Beneficial mutations A very small percentage of all mutations actually have a positive effect.

These mutations lead to new versions of proteins that help an organism and its future generations better adapt to changes in their environment.

For example, a specific 32 base pair deletion in human CCR5 confers HIV resistance to homozygotes and delays AIDS onset in heterozygotes.

The CCR5 mutation is more common in those of European descent. One theory for the etiology of the relatively high frequency of CCR5-32 in the European population is that it conferred resistance to the bubonic plague in mid-14th century Europe. People who had this mutation were able to survive infection thus its frequency in the population increased.

It could also explain why this mutation is not found in Africa where the bubonic plague never reached. Newer theory says the selective pressure on the CCR5 Delta 32 mutation has been caused by smallpox instead of bubonic plague.

A mutant is an individual, organism, or new genetic character arising or resulting from an instance of mutation, which is a sudden structural change within the DNA of a gene or chromosome of an organism resulting in the creation of a new character or trait not found in the wildtype.

In an organism or individual, the new character or trait may or may not be trivial, may occasionally be beneficial, but will usually result in either a genetic disorder or have no phenotypic effect whatsoever. The natural occurrence of genetic mutations is integral to the process of evolution. A more general term for mutant is sport, which includes individuals who vary from type due to mutation, as well as those who vary from type due to other reasons.

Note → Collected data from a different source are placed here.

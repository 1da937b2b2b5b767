//! SQL schema for the Depot SQLite store.
//!
//! Executed once at connection startup. Future migrations will be gated on
//! `PRAGMA user_version`.

/// Full schema DDL; idempotent thanks to `CREATE TABLE IF NOT EXISTS`.
pub const SCHEMA: &str = "
PRAGMA journal_mode = WAL;

-- One row per asset document. A collection is a store; the tag is unique
-- within a collection only. Cross-collection uniqueness is the engine's job.
CREATE TABLE IF NOT EXISTS documents (
    collection  TEXT NOT NULL,
    tag         TEXT NOT NULL,
    fields      TEXT NOT NULL CHECK (json_valid(fields)),  -- JSON object
    updated_at  TEXT NOT NULL,                             -- RFC 3339 UTC
    PRIMARY KEY (collection, tag)
);

PRAGMA user_version = 1;
";

/// Merge-on-write upsert. `json_patch` overlays the new fields onto the
/// stored object, leaving unmentioned fields in place.
pub const UPSERT: &str = "
INSERT INTO documents (collection, tag, fields, updated_at)
VALUES (?1, ?2, ?3, ?4)
ON CONFLICT (collection, tag) DO UPDATE SET
    fields     = json_patch(documents.fields, excluded.fields),
    updated_at = excluded.updated_at
";
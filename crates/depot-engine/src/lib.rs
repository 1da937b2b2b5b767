//! The asset lifecycle and aggregation engine.
//!
//! Everything here is generic over [`depot_core::store::AssetStore`]; one
//! store instance per category is held in a [`StoreSet`].
//!
//! ```text
//! scan ─▶ AliasTable ─▶ AssetResolver ─▶ TransitionEngine ─▶ store writes
//!                                                               │
//!              AggregationCache ◀── per-store subscriptions ◀───┘
//! ```

pub mod aggregate;
pub mod fanout;
pub mod lifecycle;
pub mod reconcile;
pub mod resolver;

pub use aggregate::{AggregateSnapshot, AggregationCache, CacheOptions};
pub use fanout::{Joined, StoreOutcome, StoreSet};
pub use lifecycle::{LocationPolicy, TransitionEngine, TransitionKind, TransitionReport};
pub use reconcile::{ReconcileOptions, ReconcileOutcome, ReconcileRequest, Reconciler};
pub use resolver::{AssetResolver, Located, Resolution};
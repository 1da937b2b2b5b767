//! Finding the store that currently holds a tag.
//!
//! There is no global index: every lookup asks every store at once through
//! the fan-out join and picks the answer by store priority.

use std::sync::Arc;

use depot_core::{
  ConsistencyWarning, Error, Result,
  asset::{AssetRecord, AssetTag, Document},
  category::Category,
  store::AssetStore,
};
use serde::Serialize;

use crate::fanout::StoreSet;

/// Where a tag was found, and what is stored there.
#[derive(Debug, Clone, Serialize)]
pub struct Located {
  pub tag:      AssetTag,
  pub category: Category,
  pub record:   AssetRecord,
  /// Set when the tag was also found in lower-priority stores.
  pub warning:  Option<ConsistencyWarning>,
}

/// The full per-store answer for one tag.
#[derive(Debug)]
pub struct Resolution {
  pub tag:      AssetTag,
  /// Every store holding the tag, in priority order.
  pub hits:     Vec<(Category, Document)>,
  /// Every store that could not answer.
  pub failures: Vec<(Category, Error)>,
}

impl Resolution {
  pub fn holds(&self, category: Category) -> bool {
    self.hits.iter().any(|(c, _)| *c == category)
  }

  pub fn failed(&self, category: Category) -> bool {
    self.failures.iter().any(|(c, _)| *c == category)
  }

  /// Stores holding the tag, in priority order.
  pub fn stores(&self) -> Vec<Category> {
    self.hits.iter().map(|(c, _)| *c).collect()
  }

  /// Collapse into a single answer: the first hit in priority order.
  ///
  /// With no hits, an unreachable store might still hold the tag, so a
  /// failure is reported instead of `NotFound`.
  pub fn into_located(mut self) -> Result<Located> {
    let warning = (self.hits.len() > 1).then(|| ConsistencyWarning {
      tag:    self.tag.clone(),
      stores: self.stores(),
    });

    if self.hits.is_empty() {
      return match self.failures.drain(..).next() {
        Some((_, err)) => Err(err),
        None => Err(Error::NotFound(self.tag)),
      };
    }

    let (category, document) = self.hits.swap_remove(0);
    Ok(Located {
      record: AssetRecord::from_document(category, document),
      tag: self.tag,
      category,
      warning,
    })
  }
}

/// Resolves tags against every store in a [`StoreSet`].
pub struct AssetResolver<S> {
  stores: Arc<StoreSet<S>>,
}

impl<S> Clone for AssetResolver<S> {
  fn clone(&self) -> Self { Self { stores: self.stores.clone() } }
}

impl<S: AssetStore> AssetResolver<S> {
  pub fn new(stores: Arc<StoreSet<S>>) -> Self { Self { stores } }

  /// Ask every store for `tag` and report every answer.
  pub async fn resolve_all(&self, tag: &AssetTag) -> Resolution {
    let joined = self.stores.fan_out(|_, store| store.get(tag)).await;

    let mut hits = Vec::new();
    let mut failures = Vec::new();
    for entry in joined.into_entries() {
      match entry.result {
        Ok(Some(doc)) => hits.push((entry.category, doc)),
        Ok(None) => {}
        Err(e) => failures.push((entry.category, e)),
      }
    }
    Resolution { tag: tag.clone(), hits, failures }
  }

  /// The single store that holds `tag`.
  ///
  /// If more than one store holds it, the highest-priority store wins and
  /// the result carries a [`ConsistencyWarning`].
  pub async fn locate(&self, tag: &AssetTag) -> Result<Located> {
    let resolution = self.resolve_all(tag).await;
    if !resolution.failures.is_empty() && !resolution.hits.is_empty() {
      tracing::warn!(
        tag = %tag,
        unreachable = resolution.failures.len(),
        "resolved with some stores unreachable"
      );
    }

    let located = resolution.into_located()?;
    if let Some(warning) = &located.warning {
      tracing::warn!(tag = %tag, chosen = %located.category, "{warning}");
    }
    Ok(located)
  }
}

In multicellular organisms, mutations can be subdivided into germ line mutations, which can be passed on to descendants, and somatic mutations. The somatic mutations cannot be transmitted to descendants in animals

Mutations create variations in the gene pool, and the less favorable (or deleterious) mutations are removed from the gene pool by natural selection, while more favorable (beneficial or advantageous) ones tend to accumulate, resulting in evolutionary change.

For example, a butterfly may develop offspring with a new mutation caused s by ultraviolet light from the sun. In most cases, this mutation is not good, since obviously there was no 'purpose' for such change at the molecular level. However, sometimes a mutation may change the butterfly's color, making it harder for predators to see it; this is an advantage and the chances of this butterfly surviving and producing its own offspring are a little better, and over time the number of butterflies with this mutation may form a large percentage of the species.

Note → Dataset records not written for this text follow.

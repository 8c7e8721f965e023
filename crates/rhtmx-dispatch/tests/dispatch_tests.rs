/// Integration tests for command compilation and request dispatch
///
/// Applications are assembled with `AppBuilder` (or raw commands) and driven
/// through `Dispatcher::handle` the way a server would.

use std::sync::atomic::{AtomicUsize, Ordering};
use std::sync::Arc;

use axum::http::{header, Request, StatusCode};
use pretty_assertions::assert_eq;
use rhtmx_dispatch::fs_routes::{FsEntry, FsRouteFile};
use rhtmx_dispatch::{
    apply_commands, page, text_response, AppBuilder, Command, Component, Config, Dispatcher,
    Handler, HtmlRenderer, HttpError, LayoutConfig, Method, Methods, Middleware, Route,
    RouteConfig, Router, RoutingConfig,
};
use serde_json::{json, Value};

// ============================================================================
// Helpers
// ============================================================================

fn init_tracing() {
    let _ = tracing_subscriber::fmt().with_test_writer().try_init();
}

fn request(method: &str, uri: &str) -> Request<String> {
    Request::builder()
        .method(method)
        .uri(uri)
        .body(String::new())
        .unwrap()
}

fn respond(body: &'static str) -> Middleware {
    Middleware::new(move |_ctx| Box::pin(async move { Ok(text_response(StatusCode::OK, body)) }))
}

/// Records its name in `ctx.state["trail"]` and continues
fn mark(name: &'static str) -> Middleware {
    Middleware::new(move |ctx| {
        Box::pin(async move {
            let trail = ctx
                .state
                .entry("trail")
                .or_insert_with(|| Value::Array(vec![]));
            if let Value::Array(items) = trail {
                items.push(Value::from(name));
            }
            ctx.next().await
        })
    })
}
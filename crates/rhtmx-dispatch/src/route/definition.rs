/// User-authored route definitions
///
/// A `Route` bundles an optional component, an optional handler and an
/// optional config. Before registration every route goes through
/// [`ensure_handler`] so dispatch never meets a route without a handler.

use std::collections::HashMap;

use crate::handler::Handler;
use crate::method::{Method, Methods};
use crate::render::Component;

/// Handler of a route: one function for every method, or one per method
#[derive(Debug, Clone)]
pub enum RouteHandler {
    Single(Handler),
    ByMethod(HashMap<Method, Handler>),
}

impl RouteHandler {
    /// Methods a per-method map answers, in canonical order
    ///
    /// `None` for a single handler, which answers whatever it is registered for.
    pub fn methods(&self) -> Option<Vec<Method>> {
        match self {
            RouteHandler::Single(_) => None,
            RouteHandler::ByMethod(map) => Some(
                Method::ALL
                    .into_iter()
                    .filter(|m| map.contains_key(m))
                    .collect(),
            ),
        }
    }
}

/// Per-route options
#[derive(Debug, Clone, Default, PartialEq, Eq)]
pub struct RouteConfig {
    /// Methods to register when the handler is not a per-method map
    pub methods: Methods,
    /// Pathname to register instead of the command pattern
    pub route_override: Option<String>,
    pub skip_app_wrapper: bool,
    pub skip_inherited_layouts: bool,
}

/// Per-layout options
#[derive(Debug, Clone, Copy, Default, PartialEq, Eq)]
pub struct LayoutConfig {
    /// Drop the app wrapper for pages under this layout
    pub skip_app_wrapper: bool,
    /// Discard layouts inherited from ancestor segments
    pub skip_inherited_layouts: bool,
}

/// A route definition
///
/// # Examples
///
/// ```
/// use rhtmx_dispatch::route::{ensure_handler, Route};
/// use rhtmx_dispatch::Component;
///
/// let route = ensure_handler(Route::new().with_component(Component::new(|_| "<h1>Hi</h1>".into())));
/// assert!(route.handler.is_some());
/// ```
#[derive(Debug, Clone, Default)]
pub struct Route {
    pub component: Option<Component>,
    pub handler: Option<RouteHandler>,
    pub config: Option<RouteConfig>,
    /// Stylesheets pushed into the render state before rendering
    pub css: Vec<String>,
}

impl Route {
    pub fn new() -> Self {
        Self::default()
    }

    pub fn with_component(mut self, component: Component) -> Self {
        self.component = Some(component);
        self
    }

    /// Sets a handler answering every registered method
    pub fn with_handler(mut self, handler: Handler) -> Self {
        self.handler = Some(RouteHandler::Single(handler));
        self
    }

    /// Adds a per-method handler, replacing a single handler if one was set
    pub fn with_method_handler(mut self, method: Method, handler: Handler) -> Self {
        match &mut self.handler {
            Some(RouteHandler::ByMethod(map)) => {
                map.insert(method, handler);
            }
            _ => {
                self.handler = Some(RouteHandler::ByMethod(HashMap::from([(method, handler)])));
            }
        }
        self
    }

    pub fn with_config(mut self, config: RouteConfig) -> Self {
        self.config = Some(config);
        self
    }

    pub fn with_css(mut self, href: impl Into<String>) -> Self {
        self.css.push(href.into());
        self
    }

    /// Whether the route still needs [`ensure_handler`]
    pub(crate) fn needs_defaults(&self) -> bool {
        match &self.handler {
            None => true,
            Some(RouteHandler::ByMethod(map)) => {
                self.component.is_some() && !map.contains_key(&Method::Get)
            }
            Some(RouteHandler::Single(_)) => false,
        }
    }
}

/// Fills in default handlers
///
/// - no handler and a component: render the component
/// - no handler and no component: always 404
/// - a method map with a component but no `GET`: add a `GET` that renders
///   the component
///
/// # Examples
///
/// ```
/// use rhtmx_dispatch::route::{ensure_handler, Route, RouteHandler};
///
/// let route = ensure_handler(Route::new());
/// assert!(matches!(route.handler, Some(RouteHandler::Single(_))));
/// ```
pub fn ensure_handler(mut route: Route) -> Route {
    let has_component = route.component.is_some();

    match &mut route.handler {
        None => {
            let handler = if has_component {
                Handler::render_component()
            } else {
                Handler::not_found()
            };
            route.handler = Some(RouteHandler::Single(handler));
        }
        Some(RouteHandler::ByMethod(map)) if has_component => {
            map.entry(Method::Get)
                .or_insert_with(Handler::render_component);
        }
        Some(_) => {}
    }

    route
}
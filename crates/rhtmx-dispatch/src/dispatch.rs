//! Request dispatcher
//!
//! Turns one request into one response using a compiled [`Router`]:
//!
//! - unsupported method: 501
//! - matched pattern and method: run the route chain
//! - matched pattern, other method: run the root middlewares, ending in a
//!   405 with an `Allow` header
//! - no match: run the root middlewares, which end in a 404
//!
//! Errors escaping the chain become plain responses; `HEAD` responses lose
//! their body.

use std::sync::Arc;

use axum::http::{header, HeaderValue, Request, StatusCode};

use crate::config::RoutingConfig;
use crate::error::HttpError;
use crate::handler::{text_response, Context, Middleware, Response};
use crate::method::Method;
use crate::path::normalize_path;
use crate::render::RenderEngine;
use crate::router::Router;

/// A compiled application, ready to serve requests
pub struct Dispatcher {
    router: Router<Middleware>,
    root_middlewares: Vec<Middleware>,
    renderer: Arc<dyn RenderEngine>,
    config: RoutingConfig,
}

impl Dispatcher {
    pub fn new(
        router: Router<Middleware>,
        root_middlewares: Vec<Middleware>,
        renderer: Arc<dyn RenderEngine>,
        config: RoutingConfig,
    ) -> Self {
        Self {
            router,
            root_middlewares,
            renderer,
            config,
        }
    }

    pub fn router(&self) -> &Router<Middleware> {
        &self.router
    }

    pub fn config(&self) -> &RoutingConfig {
        &self.config
    }

    /// Handles one request
    pub async fn handle(&self, req: Request<String>) -> Response {
        let method = match Method::try_from(req.method()) {
            Ok(method) => method,
            Err(err) => {
                tracing::debug!("{}", err);
                return status_response(StatusCode::NOT_IMPLEMENTED);
            }
        };

        let path = if self.config.trailing_slash {
            req.uri().path().to_string()
        } else {
            normalize_path(req.uri().path()).into_owned()
        };

        let result = self.router.match_route(method, &path, Vec::new());

        let chain = if result.method_match {
            result.handlers
        } else if let Some(pattern) = &result.pattern {
            tracing::debug!("405 {} {} (pattern {})", method, path, pattern);
            let mut chain = self.root_middlewares.clone();
            chain.push(method_not_allowed_terminal(
                self.router.allowed_methods(pattern),
            ));
            chain
        } else {
            tracing::debug!("404 {} {}", method, path);
            // Running past the last root middleware raises the 404
            self.root_middlewares.clone()
        };

        let mut ctx = Context::new(method, req, Arc::clone(&self.renderer))
            .with_path(path)
            .with_params(result.params)
            .with_pattern(result.pattern)
            .with_chain(chain);

        let mut res = match ctx.next().await {
            Ok(res) => res,
            Err(err) => error_response(&err),
        };

        if method == Method::Head {
            res.body_mut().clear();
        }

        res
    }
}

impl std::fmt::Debug for Dispatcher {
    fn fmt(&self, f: &mut std::fmt::Formatter<'_>) -> std::fmt::Result {
        f.debug_struct("Dispatcher")
            .field("config", &self.config)
            .finish_non_exhaustive()
    }
}

fn status_response(status: StatusCode) -> Response {
    text_response(status, status.canonical_reason().unwrap_or_default())
}

fn method_not_allowed(allowed: &[Method]) -> Response {
    let mut res = status_response(StatusCode::METHOD_NOT_ALLOWED);
    let allow = allowed
        .iter()
        .map(|m| m.as_str())
        .collect::<Vec<_>>()
        .join(", ");
    // Method names are plain ASCII tokens
    if let Ok(value) = HeaderValue::from_str(&allow) {
        res.headers_mut().insert(header::ALLOW, value);
    }
    res
}

fn method_not_allowed_terminal(allowed: Vec<Method>) -> Middleware {
    Middleware::new(move |_ctx| {
        let res = method_not_allowed(&allowed);
        Box::pin(async move { Ok(res) })
    })
}

fn error_response(err: &anyhow::Error) -> Response {
    match err.downcast_ref::<HttpError>() {
        Some(http) => status_response(http.status),
        None => {
            tracing::error!("Internal server error: {:#}", err);
            status_response(StatusCode::INTERNAL_SERVER_ERROR)
        }
    }
}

Neutral mutations are defined as mutations whose effects do not influence the fitness of either the species or the individuals who make up the species. The overwhelming majority of mutations have no significant effect, since DNA repair is able to mend most changes before they become permanent mutations, and many organisms have mechanisms for eliminating otherwise permanently mutated somatic cells.

Causes of mutation

Two classes of mutations are spontaneous mutations (molecular decay) and induced mutations caused by mutagens.

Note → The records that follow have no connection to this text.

//! Application assembly
//!
//! [`AppBuilder`] collects commands through consuming `with_*` calls and
//! compiles them into a [`Dispatcher`].

use std::future::Future;
use std::sync::Arc;

use crate::command::{Command, Fallback};
use crate::compile::apply_commands;
use crate::config::Config;
use crate::dispatch::Dispatcher;
use crate::error::CompileError;
use crate::fs_routes::{fs_route_commands, FsRouteFile};
use crate::handler::Middleware;
use crate::method::{Method, Methods};
use crate::render::{Component, HtmlRenderer, RenderEngine};
use crate::route::Route;
use crate::router::Router;

/// Builder for a [`Dispatcher`]
///
/// Commands apply in the order they were added.
///
/// # Examples
///
/// ```
/// use rhtmx_dispatch::{page, AppBuilder, Component, Handler, Route};
///
/// # #[tokio::main(flavor = "current_thread")]
/// # async fn main() {
/// let app = AppBuilder::new()
///     .with_layout("/", Component::new(|p| format!("<main>{}</main>", p.children.unwrap_or(""))))
///     .with_route(
///         "/users/:id",
///         Route::new()
///             .with_component(Component::new(|p| format!("user {}", p.params["id"])))
///             .with_handler(Handler::new(|_ctx| Box::pin(async { Ok(page(serde_json::Value::Null)) }))),
///     )
///     .build()
///     .unwrap();
///
/// let req = axum::http::Request::get("/users/7").body(String::new()).unwrap();
/// let res = app.handle(req).await;
/// assert_eq!(res.body(), "<main>user 7</main>");
/// # }
/// ```
pub struct AppBuilder {
    commands: Vec<Command>,
    config: Config,
    renderer: Arc<dyn RenderEngine>,
}

impl AppBuilder {
    pub fn new() -> Self {
        Self {
            commands: Vec::new(),
            config: Config::default(),
            renderer: Arc::new(HtmlRenderer),
        }
    }

    pub fn with_config(mut self, config: Config) -> Self {
        self.config = config;
        self
    }

    pub fn with_renderer(mut self, renderer: impl RenderEngine + 'static) -> Self {
        self.renderer = Arc::new(renderer);
        self
    }

    /// Appends a raw command
    pub fn with_command(mut self, command: Command) -> Self {
        self.commands.push(command);
        self
    }

    pub fn with_commands<I>(mut self, commands: I) -> Self
    where
        I: IntoIterator<Item = Command>,
    {
        self.commands.extend(commands);
        self
    }

    /// Middleware for every request at or below `pattern`
    pub fn with_middleware(self, pattern: impl Into<String>, middleware: Middleware) -> Self {
        self.with_command(Command::middleware(pattern, [middleware]))
    }

    pub fn with_layout(self, pattern: impl Into<String>, component: Component) -> Self {
        self.with_command(Command::layout(pattern, component))
    }

    pub fn with_app(self, component: Component) -> Self {
        self.with_command(Command::app(component))
    }

    pub fn with_route(self, pattern: impl Into<String>, route: Route) -> Self {
        self.with_command(Command::route(pattern, route))
    }

    pub fn with_lazy_route<F, Fut>(self, pattern: impl Into<String>, loader: F) -> Self
    where
        F: Fn() -> Fut + Send + Sync + 'static,
        Fut: Future<Output = anyhow::Result<Route>> + Send + 'static,
    {
        self.with_command(Command::lazy_route(pattern, loader))
    }

    pub fn with_error(self, pattern: impl Into<String>, fallback: impl Into<Fallback>) -> Self {
        self.with_command(Command::error(pattern, fallback))
    }

    pub fn with_not_found(self, fallback: impl Into<Fallback>) -> Self {
        self.with_command(Command::not_found(fallback))
    }

    /// Splices crawled filesystem routes at this position
    pub fn with_fs_routes(self, pattern: impl Into<String>, files: Vec<FsRouteFile>) -> Self {
        self.with_command(Command::fs_route(pattern, move || {
            Ok(fs_route_commands(files)?)
        }))
    }

    /// Handler answering `methods` at `pattern`
    pub fn with_handler(
        self,
        pattern: impl Into<String>,
        methods: impl Into<Methods>,
        handler: Middleware,
    ) -> Self {
        self.with_command(Command::handler(pattern, methods, [handler]))
    }

    pub fn with_get(self, pattern: impl Into<String>, handler: Middleware) -> Self {
        self.with_handler(pattern, Method::Get, handler)
    }

    pub fn with_head(self, pattern: impl Into<String>, handler: Middleware) -> Self {
        self.with_handler(pattern, Method::Head, handler)
    }

    pub fn with_post(self, pattern: impl Into<String>, handler: Middleware) -> Self {
        self.with_handler(pattern, Method::Post, handler)
    }

    pub fn with_put(self, pattern: impl Into<String>, handler: Middleware) -> Self {
        self.with_handler(pattern, Method::Put, handler)
    }

    pub fn with_patch(self, pattern: impl Into<String>, handler: Middleware) -> Self {
        self.with_handler(pattern, Method::Patch, handler)
    }

    pub fn with_delete(self, pattern: impl Into<String>, handler: Middleware) -> Self {
        self.with_handler(pattern, Method::Delete, handler)
    }

    pub fn with_options(self, pattern: impl Into<String>, handler: Middleware) -> Self {
        self.with_handler(pattern, Method::Options, handler)
    }

    /// Handler answering all seven methods
    pub fn with_all(self, pattern: impl Into<String>, handler: Middleware) -> Self {
        self.with_handler(pattern, Methods::All, handler)
    }

    /// Compiles every command into a dispatcher
    ///
    /// # Errors
    ///
    /// Fails on malformed patterns or filesystem routes that cannot be
    /// expanded.
    pub fn build(self) -> Result<Dispatcher, CompileError> {
        let mut router = Router::new();
        let count = self.commands.len();
        let root_middlewares =
            apply_commands(&mut router, self.commands, self.config.routing.base_path())?;

        tracing::debug!(
            "Compiled {} commands (base path \"{}\")",
            count,
            self.config.routing.base_path()
        );

        Ok(Dispatcher::new(
            router,
            root_middlewares,
            self.renderer,
            self.config.routing,
        ))
    }
}

impl Default for AppBuilder {
    fn default() -> Self {
        Self::new()
    }
}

Spontaneous mutations on the molecular level include:Tautomerism - A base is changed by the repositioning of a hydrogen atom. Depurination - Loss of a purine base (A or G). Deamination - Changes a normal base to an atypical base; C U, (which can be corrected by DNA repair mechanisms), or spontaneous deamination of 5-methycytosine (irreparable), or A HX (hypoxanthine). Transition - A purine changes to another purine, or a pyrimidine to a pyrimidine. Transversion - A purine becomes a pyrimidine, or vice versa.

Induced mutations on the molecular level can be caused by:

Chemicals Nitrosoguanidine (NTG) Hydroxylamine NH3OH Base analogs (e.g. BrdU) Simple chemicals (e.g. acids) Alkylating agents (e.g. N-ethyl-N-nitrosourea (ENU)) These agents can mutate both replicating and non-replicating DNA. In contrast, a base analog can only mutate the DNA when the analog is incorporated in replicating the DNA. Each of these classes of chemical mutagens has certain effects that then lead to transitions, transversions, or deletions. Methylating agents (e.g. ethyl methanesulfonate(EMS)) Polycyclic hydrocarbons (e.g. benzopyrens found in internal combustion engine exhaust) DNA intercalating agents (e.g. ethidium bromide) DNA crosslinker (e.g. platinum) Oxidative damage caused by oxygen (O)] radicals

Radiation Ultraviolet radiation (nonionizing radiation) - excites electrons to a higher energy level. DNA absorbs one form, ultraviolet light. Two nucleotide bases in DNA - cytosine and thymine-are most vulnerable to excitation that can change base-pairing properties. UV light can induce adjacent thymine bases in a DNA strand to pair with each other, as a bulky dimer. Ionizing radiation

DNA has so-called hotspots, where mutations occur up to 100 times more frequently than the normal mutation rate A hotspot can be at an unusual base, e.g., 5-methylcytosine.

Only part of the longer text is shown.